What this task involves:
Go through the listing and copy each line with the string "socket".
*** Block opens ***
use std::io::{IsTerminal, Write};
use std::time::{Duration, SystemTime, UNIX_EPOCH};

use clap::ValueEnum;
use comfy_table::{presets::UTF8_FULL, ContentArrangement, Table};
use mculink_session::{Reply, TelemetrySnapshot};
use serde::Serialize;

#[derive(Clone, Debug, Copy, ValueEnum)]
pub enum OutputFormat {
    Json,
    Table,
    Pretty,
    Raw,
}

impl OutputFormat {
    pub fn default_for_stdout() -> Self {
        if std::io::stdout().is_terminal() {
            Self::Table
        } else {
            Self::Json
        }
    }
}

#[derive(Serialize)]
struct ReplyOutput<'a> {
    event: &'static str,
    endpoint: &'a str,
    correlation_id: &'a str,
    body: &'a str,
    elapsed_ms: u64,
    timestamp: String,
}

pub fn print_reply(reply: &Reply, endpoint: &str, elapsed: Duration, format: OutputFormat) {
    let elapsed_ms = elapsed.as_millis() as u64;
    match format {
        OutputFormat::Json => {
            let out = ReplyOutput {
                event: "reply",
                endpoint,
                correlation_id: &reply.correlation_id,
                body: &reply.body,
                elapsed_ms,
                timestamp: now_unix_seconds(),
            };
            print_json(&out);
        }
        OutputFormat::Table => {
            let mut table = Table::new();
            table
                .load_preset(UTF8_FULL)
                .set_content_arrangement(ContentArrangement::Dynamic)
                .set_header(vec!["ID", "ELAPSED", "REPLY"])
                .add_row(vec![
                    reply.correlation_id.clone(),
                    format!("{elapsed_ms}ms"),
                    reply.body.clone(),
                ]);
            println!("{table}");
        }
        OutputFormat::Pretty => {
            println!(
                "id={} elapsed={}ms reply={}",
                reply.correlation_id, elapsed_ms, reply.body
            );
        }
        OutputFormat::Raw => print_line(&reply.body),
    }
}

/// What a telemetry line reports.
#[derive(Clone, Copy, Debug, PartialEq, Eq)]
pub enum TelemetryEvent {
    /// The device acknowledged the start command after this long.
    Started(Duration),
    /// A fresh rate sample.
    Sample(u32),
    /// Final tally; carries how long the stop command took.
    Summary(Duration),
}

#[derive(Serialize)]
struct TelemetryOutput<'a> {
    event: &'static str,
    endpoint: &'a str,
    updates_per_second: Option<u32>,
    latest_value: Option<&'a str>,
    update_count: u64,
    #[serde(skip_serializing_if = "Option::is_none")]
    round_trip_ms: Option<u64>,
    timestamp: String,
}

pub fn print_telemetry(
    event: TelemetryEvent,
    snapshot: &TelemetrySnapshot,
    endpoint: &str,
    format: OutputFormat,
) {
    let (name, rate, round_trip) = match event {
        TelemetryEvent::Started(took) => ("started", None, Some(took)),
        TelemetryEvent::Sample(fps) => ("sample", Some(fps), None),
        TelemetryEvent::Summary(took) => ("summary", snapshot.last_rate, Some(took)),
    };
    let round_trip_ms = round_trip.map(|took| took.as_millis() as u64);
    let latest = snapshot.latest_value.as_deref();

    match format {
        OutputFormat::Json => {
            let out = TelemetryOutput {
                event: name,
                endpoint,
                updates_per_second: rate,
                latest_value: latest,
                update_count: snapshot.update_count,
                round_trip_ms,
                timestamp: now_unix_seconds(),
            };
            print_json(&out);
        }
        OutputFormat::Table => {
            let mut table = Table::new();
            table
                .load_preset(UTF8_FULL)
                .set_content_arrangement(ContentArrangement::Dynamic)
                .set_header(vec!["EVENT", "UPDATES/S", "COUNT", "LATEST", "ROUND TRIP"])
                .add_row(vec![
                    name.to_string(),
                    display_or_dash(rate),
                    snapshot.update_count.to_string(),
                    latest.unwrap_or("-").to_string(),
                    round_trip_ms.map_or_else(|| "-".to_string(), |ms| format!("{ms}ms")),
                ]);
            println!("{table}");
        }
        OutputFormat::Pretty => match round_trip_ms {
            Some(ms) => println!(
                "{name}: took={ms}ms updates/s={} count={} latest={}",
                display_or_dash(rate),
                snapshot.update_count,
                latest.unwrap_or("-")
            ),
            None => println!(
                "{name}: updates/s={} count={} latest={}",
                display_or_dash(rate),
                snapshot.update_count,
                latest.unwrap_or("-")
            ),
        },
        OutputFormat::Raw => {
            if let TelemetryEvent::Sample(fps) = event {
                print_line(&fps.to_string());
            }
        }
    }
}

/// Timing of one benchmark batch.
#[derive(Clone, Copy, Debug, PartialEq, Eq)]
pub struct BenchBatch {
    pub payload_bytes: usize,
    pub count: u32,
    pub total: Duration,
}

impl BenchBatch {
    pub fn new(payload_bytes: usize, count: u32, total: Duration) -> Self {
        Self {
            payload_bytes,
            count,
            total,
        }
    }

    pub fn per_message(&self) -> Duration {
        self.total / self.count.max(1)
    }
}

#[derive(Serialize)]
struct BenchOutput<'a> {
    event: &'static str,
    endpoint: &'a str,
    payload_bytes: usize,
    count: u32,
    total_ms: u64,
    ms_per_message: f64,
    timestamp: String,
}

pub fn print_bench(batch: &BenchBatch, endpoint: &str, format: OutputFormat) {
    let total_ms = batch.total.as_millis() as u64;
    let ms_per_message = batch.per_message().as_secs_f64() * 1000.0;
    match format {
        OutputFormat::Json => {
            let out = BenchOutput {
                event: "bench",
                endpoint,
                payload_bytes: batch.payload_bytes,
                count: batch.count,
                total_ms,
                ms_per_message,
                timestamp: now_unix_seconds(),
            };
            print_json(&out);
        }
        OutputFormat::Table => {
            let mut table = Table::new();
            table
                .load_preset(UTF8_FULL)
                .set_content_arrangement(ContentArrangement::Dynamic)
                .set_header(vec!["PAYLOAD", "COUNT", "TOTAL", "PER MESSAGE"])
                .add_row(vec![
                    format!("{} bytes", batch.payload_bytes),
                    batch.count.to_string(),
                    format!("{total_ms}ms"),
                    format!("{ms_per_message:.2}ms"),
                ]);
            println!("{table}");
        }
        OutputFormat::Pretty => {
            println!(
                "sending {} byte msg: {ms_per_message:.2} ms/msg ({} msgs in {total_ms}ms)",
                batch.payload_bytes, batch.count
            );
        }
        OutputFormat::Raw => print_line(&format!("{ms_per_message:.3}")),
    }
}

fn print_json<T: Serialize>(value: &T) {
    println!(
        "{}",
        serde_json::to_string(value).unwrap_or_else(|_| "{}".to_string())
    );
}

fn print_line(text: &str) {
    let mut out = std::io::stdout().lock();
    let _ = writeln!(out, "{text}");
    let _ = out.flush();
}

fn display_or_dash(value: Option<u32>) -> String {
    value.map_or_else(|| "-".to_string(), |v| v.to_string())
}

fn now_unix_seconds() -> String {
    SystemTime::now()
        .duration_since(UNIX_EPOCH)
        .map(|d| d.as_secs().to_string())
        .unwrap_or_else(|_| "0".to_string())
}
*** Block closes ***
*** Block opens ***
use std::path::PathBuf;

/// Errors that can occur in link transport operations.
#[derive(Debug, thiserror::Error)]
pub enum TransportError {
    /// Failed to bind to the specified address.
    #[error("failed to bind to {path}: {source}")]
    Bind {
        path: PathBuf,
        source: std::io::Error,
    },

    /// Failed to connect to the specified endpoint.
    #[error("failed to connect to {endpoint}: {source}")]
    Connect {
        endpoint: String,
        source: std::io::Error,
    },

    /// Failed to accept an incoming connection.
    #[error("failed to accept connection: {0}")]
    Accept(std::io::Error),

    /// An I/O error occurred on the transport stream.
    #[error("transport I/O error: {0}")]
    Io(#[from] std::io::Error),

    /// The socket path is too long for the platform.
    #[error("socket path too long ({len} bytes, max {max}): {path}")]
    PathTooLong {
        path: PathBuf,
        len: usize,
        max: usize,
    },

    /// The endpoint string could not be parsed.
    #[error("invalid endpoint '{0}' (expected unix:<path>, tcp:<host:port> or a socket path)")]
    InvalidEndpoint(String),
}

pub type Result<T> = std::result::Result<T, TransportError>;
*** Block closes ***
Response to this task:
    /// The socket path is too long for the platform.
    #[error("socket path too long ({len} bytes, max {max}): {path}")]
    #[error("invalid endpoint '{0}' (expected unix:<path>, tcp:<host:port> or a socket path)")]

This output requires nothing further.